See it if you can. It's lovely.
On It Somehow Being Spring
I'm finally starting to understand why my parents always seemed so dismayed by the passage of time when I was growing up. Time moves so quickly once you hit middle age.
I can hardly believe it's actually been a few months since our house cleanout. We've got a lot of our everyday essentials in place by now, including a new washer and dryer. I really need to get to work pulling the rest of the space together, though. There are still a lot of boxes to be unpacked and objects that need permanent homes before all the rooms are ready to enjoy.
Save for a few random hot days, spring has been cloudy and overcast for the most part. In other words, I've mostly had my ideal weather to enjoy so far.
Memorial Day will be here before I know it, which means Cali Roots is coming up quickly. I'm really looking forward to enjoying "music on the wind" season in tandem with a house that's clear, clean, and in the process of becoming a wonderful place to be on every level.
Life is finally starting to feel less hopeless and frustrating overall, and I'm excited to keep making the most of that.
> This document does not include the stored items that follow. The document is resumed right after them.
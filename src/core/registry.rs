//! Block catalog - the registry of every available block definition
//!
//! The catalog supports:
//! - Registration with definition validation
//! - Lookup by kind, category, or search query
//! - Conforming a loaded workspace to the field constraints
//! - Export to the editing surface's JSON formats

use std::collections::HashMap;

use serde_json::Value as JsonValue;
use tracing::debug;

use super::definition::BlockDefinition;
use super::node::{Node, NodeKind, Workspace};
use crate::categories::{self, BlockCategory};

/// Catalog of block definitions, one per node kind
#[derive(Debug, Clone, Default)]
pub struct BlockCatalog {
    definitions: HashMap<NodeKind, BlockDefinition>,
    /// Registration order, used for listings
    order: Vec<NodeKind>,
}

impl BlockCatalog {
    /// Create an empty catalog
    pub fn new() -> Self {
        Self::default()
    }

    /// The catalog with every built-in block registered
    pub fn standard() -> Self {
        let mut catalog = Self::new();
        for definition in categories::all_definitions() {
            // Built-in definitions are covered by tests; a failure here is a
            // programming error surfaced through the log.
            if let Err(err) = catalog.register(definition) {
                tracing::error!("built-in block rejected: {err}");
            }
        }
        catalog
    }

    /// Register a definition
    ///
    /// # Returns
    /// * `Ok(())` if registration succeeds
    /// * `Err(CatalogError)` if the kind is already registered or validation fails
    pub fn register(&mut self, definition: BlockDefinition) -> Result<(), CatalogError> {
        Self::validate_definition(&definition)?;
        let kind = definition.kind;
        if self.definitions.contains_key(&kind) {
            return Err(CatalogError::DuplicateBlock(kind));
        }
        self.definitions.insert(kind, definition);
        self.order.push(kind);
        Ok(())
    }

    pub fn get(&self, kind: NodeKind) -> Option<&BlockDefinition> {
        self.definitions.get(&kind)
    }

    pub fn contains(&self, kind: NodeKind) -> bool {
        self.definitions.contains_key(&kind)
    }

    /// All definitions in registration order
    pub fn all(&self) -> Vec<&BlockDefinition> {
        self.order
            .iter()
            .filter_map(|kind| self.definitions.get(kind))
            .collect()
    }

    pub fn by_category(&self, category: BlockCategory) -> Vec<&BlockDefinition> {
        self.all()
            .into_iter()
            .filter(|def| def.category == category)
            .collect()
    }

    /// Case-insensitive search over name, description and type tag
    pub fn search(&self, query: &str) -> Vec<&BlockDefinition> {
        let query = query.to_lowercase();
        self.all()
            .into_iter()
            .filter(|def| {
                def.name.to_lowercase().contains(&query)
                    || def.description.to_lowercase().contains(&query)
                    || def.kind.type_name().contains(&query)
            })
            .collect()
    }

    pub fn len(&self) -> usize {
        self.definitions.len()
    }

    pub fn is_empty(&self) -> bool {
        self.definitions.is_empty()
    }

    /// Apply field constraints to every node the way the editor does on load:
    /// missing fields get defaults, numbers are clamped, unknown dropdown
    /// codes revert to the default. Fields the definition does not declare
    /// are left alone.
    pub fn conform(&self, workspace: &mut Workspace) {
        for node in workspace.top_blocks_mut() {
            self.conform_node(node);
        }
    }

    pub fn conform_node(&self, node: &mut Node) {
        let mut stack = vec![node];
        while let Some(node) = stack.pop() {
            if let Some(def) = self.get(node.kind) {
                for field in &def.fields {
                    let conformed = field.conform(node.fields.get(&field.id));
                    if node.fields.get(&field.id) != Some(&conformed) {
                        debug!(node = %node.id, field = %field.id, "field value conformed");
                    }
                    node.fields.insert(field.id.clone(), conformed);
                }
            }
            for attachment in node.inputs.values_mut().chain(node.next.as_mut()) {
                stack.extend(attachment.block.as_deref_mut());
                stack.extend(attachment.shadow.as_deref_mut());
            }
        }
    }

    /// Block definitions in the editing surface's JSON format
    pub fn to_editor_json(&self) -> JsonValue {
        JsonValue::Array(self.all().iter().map(|def| def.to_editor_json()).collect())
    }

    /// Definitions must agree with the structure of their kind
    fn validate_definition(def: &BlockDefinition) -> Result<(), CatalogError> {
        if def.name.trim().is_empty() {
            return Err(CatalogError::ValidationFailed(format!(
                "{}: name must not be empty",
                def.kind
            )));
        }

        let mut seen = std::collections::HashSet::new();
        for field in &def.fields {
            if !seen.insert(field.id.as_str()) {
                return Err(CatalogError::ValidationFailed(format!(
                    "{}: duplicate field '{}'",
                    def.kind, field.id
                )));
            }
            let check = field.validate(&field.default_value);
            if check.has_errors() {
                return Err(CatalogError::ValidationFailed(format!(
                    "{}: default of '{}' is invalid: {}",
                    def.kind,
                    field.id,
                    check.errors.join("; ")
                )));
            }
        }

        let declared = def.kind.slots();
        if def.slots.len() != declared.len() {
            return Err(CatalogError::ValidationFailed(format!(
                "{}: expected {} slots, found {}",
                def.kind,
                declared.len(),
                def.slots.len()
            )));
        }
        for slot in &def.slots {
            if def.kind.slot_type(&slot.id) != Some(slot.slot_type) {
                return Err(CatalogError::ValidationFailed(format!(
                    "{}: slot '{}' does not match the node structure",
                    def.kind, slot.id
                )));
            }
        }
        Ok(())
    }
}

/// Catalog errors
#[derive(Debug, Clone, thiserror::Error)]
pub enum CatalogError {
    /// A block with this kind already exists
    #[error("Block already registered: {0}")]
    DuplicateBlock(NodeKind),

    /// Definition failed validation
    #[error("Block validation failed: {0}")]
    ValidationFailed(String),
}

#[cfg(test)]
mod tests {
    use super::*;
    use crate::core::field::FieldValue;
    use crate::core::node::field_names;

    #[test]
    fn test_standard_catalog_covers_every_kind() {
        let catalog = BlockCatalog::standard();
        assert_eq!(catalog.len(), NodeKind::ALL.len());
        for kind in NodeKind::ALL {
            assert!(catalog.contains(kind), "missing {kind}");
        }
    }

    #[test]
    fn test_duplicate_registration_fails() {
        let mut catalog = BlockCatalog::standard();
        let again = categories::trigger::definition();
        assert!(matches!(
            catalog.register(again),
            Err(CatalogError::DuplicateBlock(NodeKind::TriggerStart))
        ));
    }

    #[test]
    fn test_slot_mismatch_rejected() {
        let mut catalog = BlockCatalog::new();
        let def = BlockDefinition::new(NodeKind::Output, "Display", BlockCategory::Output);
        assert!(matches!(
            catalog.register(def),
            Err(CatalogError::ValidationFailed(_))
        ));
    }

    #[test]
    fn test_by_category_and_search() {
        let catalog = BlockCatalog::standard();
        let variables: Vec<NodeKind> = catalog
            .by_category(BlockCategory::Variables)
            .iter()
            .map(|d| d.kind)
            .collect();
        assert_eq!(
            variables,
            vec![
                NodeKind::SetVariable,
                NodeKind::ValueNumber,
                NodeKind::ValueText,
                NodeKind::ValueVariable
            ]
        );
        assert!(catalog.search("WAIT").iter().any(|d| d.kind == NodeKind::Delay));
        assert!(catalog.search("no such block").is_empty());
    }

    #[test]
    fn test_conform_clamps_and_fills_defaults() {
        let catalog = BlockCatalog::standard();
        let mut ws = Workspace::new().with_block(
            Node::trigger().then(vec![
                Node::delay(100.0).with_id("slow"),
                Node::new(NodeKind::Transform).with_id("bare"),
                Node::condition("x", "BETWEEN", Node::number(1.0)).with_id("odd"),
            ]),
        );
        catalog.conform(&mut ws);

        let slow = ws.find(&"slow".into()).unwrap();
        assert_eq!(slow.field(field_names::SECONDS), Some(&FieldValue::Number(60.0)));

        let bare = ws.find(&"bare".into()).unwrap();
        assert_eq!(bare.field(field_names::VAR_NAME), Some(&FieldValue::from("myVar")));
        assert_eq!(bare.field(field_names::OPERATION), Some(&FieldValue::from("MULTIPLY_2")));

        let odd = ws.find(&"odd".into()).unwrap();
        assert_eq!(odd.field(field_names::OPERATOR), Some(&FieldValue::from("GT")));
    }
}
On Becoming Less Personal Online in General
As I mentioned earlier, I've become a lot less "personal" online over the years, and I've been thinking off and on about the reasons:
- I had an e-stalking incident last year that left me very wary of posting much personal about myself, especially photos and that sort of thing. I'm not quite past it yet, even though it was a while ago.
- I've been actively trying to move away from the whole "helpful and approachable" reputation I earned back when AI Revolution was still a thing, and I was in charge of moderating it. That's not at all reflective of the real me, who's actually very introverted and to herself, and I don't want to reinforce it in any way.
- I think I'm just getting old. Because the older I get, the less I seem to care about other people's approval, and the more private I become as a result.
Hence, the targeted effort to try to open up, really share more often, and reconnect with what I used to love so much about publishing online in the first place. So far, so good.